The structure of scientific inquiry reflects the 'natural' levels since it makes much more sense to study objects that manifests themselves for free so to speak, instead of forcing an incongruent framework on top of the world. If we again look at cancer we identify it as a disease of the organism (a natural level if there is one in biology), we find it in a specific organ and that it forms in a certain tissue of the organ, and of a given cell type (e.g. epithelial cells). If we continue even further we identify certain cellular behaviours or phenotypes that are disregulated in the malignant cells, these are controlled by regulatory pathway, whose activity are controlled by the expression of genes. When we follow the causal chain of the disease we hence end up at the level of the gene, which is commonly viewed as the causal agent in biology. (This view is again highly idealised and the status of the gene in biology is a hot topic most commonly framed in the gene-centric view of Dawkin's vs. the holistic view of Gould). In cancer biology this chain can never be perfectly traced from patient to gene, and instead a common strategy has become to study the differences between normal and malignant cells in terms of gene expression or mutations. The job is then to trace the consequences of these differences in terms of cellular behaviour and tumour growth dynamics, to tease out the changes that are relevant for the dynamics of the system from the ones that are neutral (c.f. driver vs. passenger mutations).
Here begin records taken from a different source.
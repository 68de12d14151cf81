//! Canonical source rendering.
//!
//! Prefix and infix expressions are fully parenthesized, so the rendering
//! shows how the parser grouped operators. Output is valid source: parsing
//! it again yields a tree with the same rendering.

use super::{Block, ExprId, ExprKind, StmtId, StmtKind, StmtRange};
use crate::{ExprArena, StringInterner};
use std::fmt::{self, Display, Formatter};

/// Walks the arena and writes canonical text.
#[derive(Clone, Copy)]
struct Renderer<'a> {
    arena: &'a ExprArena,
    interner: &'a StringInterner,
}

impl Renderer<'_> {
    fn expr(self, f: &mut Formatter<'_>, id: ExprId) -> fmt::Result {
        match &self.arena.get_expr(id).kind {
            ExprKind::Ident(name) => f.write_str(self.interner.lookup(*name)),
            ExprKind::Int(n) => write!(f, "{n}"),
            ExprKind::Bool(b) => write!(f, "{b}"),
            ExprKind::Str(s) => write!(f, "\"{}\"", self.interner.lookup(*s)),
            ExprKind::Prefix { op, operand } => {
                write!(f, "({op}")?;
                self.expr(f, *operand)?;
                f.write_str(")")
            }
            ExprKind::Infix { left, op, right } => {
                f.write_str("(")?;
                self.expr(f, *left)?;
                write!(f, " {op} ")?;
                self.expr(f, *right)?;
                f.write_str(")")
            }
            ExprKind::If {
                cond,
                consequence,
                alternative,
            } => {
                f.write_str("if (")?;
                self.expr(f, *cond)?;
                f.write_str(") ")?;
                self.block(f, *consequence)?;
                if let Some(alternative) = alternative {
                    f.write_str(" else ")?;
                    self.block(f, *alternative)?;
                }
                Ok(())
            }
            ExprKind::Function { params, body } => {
                f.write_str("fn(")?;
                for (i, param) in self.arena.get_params(*params).iter().enumerate() {
                    if i > 0 {
                        f.write_str(", ")?;
                    }
                    f.write_str(self.interner.lookup(*param))?;
                }
                f.write_str(") ")?;
                self.block(f, *body)
            }
            ExprKind::Call { callee, args } => {
                self.expr(f, *callee)?;
                f.write_str("(")?;
                self.expr_list(f, self.arena.get_expr_list(*args))?;
                f.write_str(")")
            }
            ExprKind::Array(elements) => {
                f.write_str("[")?;
                self.expr_list(f, self.arena.get_expr_list(*elements))?;
                f.write_str("]")
            }
            ExprKind::Index { collection, index } => {
                f.write_str("(")?;
                self.expr(f, *collection)?;
                f.write_str("[")?;
                self.expr(f, *index)?;
                f.write_str("])")
            }
            ExprKind::Hash(entries) => {
                f.write_str("{")?;
                for (i, entry) in self.arena.get_hash_entries(*entries).iter().enumerate() {
                    if i > 0 {
                        f.write_str(", ")?;
                    }
                    self.expr(f, entry.key)?;
                    f.write_str(": ")?;
                    self.expr(f, entry.value)?;
                }
                f.write_str("}")
            }
        }
    }

    fn expr_list(self, f: &mut Formatter<'_>, ids: &[ExprId]) -> fmt::Result {
        for (i, id) in ids.iter().enumerate() {
            if i > 0 {
                f.write_str(", ")?;
            }
            self.expr(f, *id)?;
        }
        Ok(())
    }

    /// Statements separated by single spaces. An expression statement gets a
    /// `;` unless it is last, so adjacent statements never fuse on reparse.
    fn stmts(self, f: &mut Formatter<'_>, stmts: &[StmtId]) -> fmt::Result {
        for (i, id) in stmts.iter().enumerate() {
            if i > 0 {
                f.write_str(" ")?;
            }
            self.stmt(f, *id, i + 1 == stmts.len())?;
        }
        Ok(())
    }

    fn stmt(self, f: &mut Formatter<'_>, id: StmtId, is_last: bool) -> fmt::Result {
        match &self.arena.get_stmt(id).kind {
            StmtKind::Let { name, value } => {
                write!(f, "let {} = ", self.interner.lookup(*name))?;
                self.expr(f, *value)?;
                f.write_str(";")
            }
            StmtKind::Return(Some(value)) => {
                f.write_str("return ")?;
                self.expr(f, *value)?;
                f.write_str(";")
            }
            StmtKind::Return(None) => f.write_str("return;"),
            StmtKind::Expr(expr) => {
                self.expr(f, *expr)?;
                if is_last {
                    Ok(())
                } else {
                    f.write_str(";")
                }
            }
        }
    }

    fn block(self, f: &mut Formatter<'_>, block: Block) -> fmt::Result {
        let stmts = self.arena.stmt_list(block.stmts);
        if stmts.is_empty() {
            return f.write_str("{ }");
        }
        f.write_str("{ ")?;
        self.stmts(f, stmts)?;
        f.write_str(" }")
    }
}

/// Canonical rendering of a whole program.
pub struct ProgramDisplay<'a> {
    renderer: Renderer<'a>,
    stmts: StmtRange,
}

impl<'a> ProgramDisplay<'a> {
    pub(crate) fn new(
        arena: &'a ExprArena,
        stmts: StmtRange,
        interner: &'a StringInterner,
    ) -> Self {
        ProgramDisplay {
            renderer: Renderer { arena, interner },
            stmts,
        }
    }
}

impl Display for ProgramDisplay<'_> {
    fn fmt(&self, f: &mut Formatter<'_>) -> fmt::Result {
        let stmts = self.renderer.arena.stmt_list(self.stmts);
        self.renderer.stmts(f, stmts)
    }
}

/// Canonical rendering of a single expression.
pub struct ExprDisplay<'a> {
    renderer: Renderer<'a>,
    id: ExprId,
}

impl<'a> ExprDisplay<'a> {
    pub fn new(arena: &'a ExprArena, id: ExprId, interner: &'a StringInterner) -> Self {
        ExprDisplay {
            renderer: Renderer { arena, interner },
            id,
        }
    }
}

impl Display for ExprDisplay<'_> {
    fn fmt(&self, f: &mut Formatter<'_>) -> fmt::Result {
        self.renderer.expr(f, self.id)
    }
}

/// Canonical rendering of a braced block, used for function bodies.
pub struct BlockDisplay<'a> {
    renderer: Renderer<'a>,
    block: Block,
}

impl<'a> BlockDisplay<'a> {
    pub fn new(arena: &'a ExprArena, block: Block, interner: &'a StringInterner) -> Self {
        BlockDisplay {
            renderer: Renderer { arena, interner },
            block,
        }
    }
}

impl Display for BlockDisplay<'_> {
    fn fmt(&self, f: &mut Formatter<'_>) -> fmt::Result {
        self.renderer.block(f, self.block)
    }
}
//! Monkey interpreter CLI.

use monkey::cli::{self, Command};
use monkey::{repl, run, Session};
use std::io::{self, Write};
use std::process::ExitCode;

fn main() -> ExitCode {
    monkey::init_tracing();

    let options = match cli::parse_args(std::env::args().skip(1)) {
        Ok(options) => options,
        Err(message) => {
            eprintln!("error: {message}");
            eprintln!();
            eprintln!("{}", cli::USAGE);
            return ExitCode::from(2);
        }
    };

    match options.command {
        Command::Help => {
            println!("{}", cli::USAGE);
            ExitCode::SUCCESS
        }
        Command::Repl => {
            let session = Session::new().max_call_depth(options.max_call_depth);
            let mut stdout = io::stdout().lock();
            let result = stdout
                .write_all(repl::greeting(&current_user()).as_bytes())
                .and_then(|()| repl::start(io::stdin().lock(), &mut stdout, &session));
            match result {
                Ok(()) => ExitCode::SUCCESS,
                Err(error) => {
                    eprintln!("error: {error}");
                    ExitCode::FAILURE
                }
            }
        }
        Command::Run(path) => {
            let session = Session::with_print_handler(monkey_eval::stdout_handler())
                .max_call_depth(options.max_call_depth);
            match run::run_file(&path, &session) {
                Ok(true) => ExitCode::SUCCESS,
                Ok(false) => ExitCode::FAILURE,
                Err(error) => {
                    eprintln!("error: cannot read {}: {error}", path.display());
                    ExitCode::FAILURE
                }
            }
        }
    }
}

fn current_user() -> String {
    std::env::var("USER")
        .or_else(|_| std::env::var("USERNAME"))
        .unwrap_or_else(|_| "there".to_string())
}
This is however far from trivial, and often results in a situation where we have massive amounts of data on the genetic level that we cannot interpret or understand. A more sensible approach would be to start at the other end of the causal chain and figure out which tissue and cellular processes are responsible for the malignant growth, and then identify which pathways regulate and control these processes. If we analyse the dynamics of these pathways we can identify the genes that drive their up- or down-regulation, and hence identify the genes we need to target. The reason why we have to land at the genetic of molecular level is because a cure for cancer has to act on this level in the form of radiation, cytotoxic drugs or small-molecule inhibitors. In other words, while the cure is molecular identifying the cause of the disease requires a top-down perspective.
To me this is exactly what mathematical modelling of cancer is about. Building models of systems at different levels - be it of tissues, single cells or pathways - and analysing the behaviour of the system with the aim of identifying ways in which the dynamics can be altered in a favourable direction. An example of this is the view that tissues within our bodies are best seen as ecosystems of interacting cell types, and consequently that cancer should be viewed as a failure within this multi-species context (for a recent review of this look at this paper by +David Basanta and +Alexander Anderson).
So to conclude this post: if we want to make progress in cancer research I believe that we should get our higher level facts right before we start looking for the causal agents at the lower level.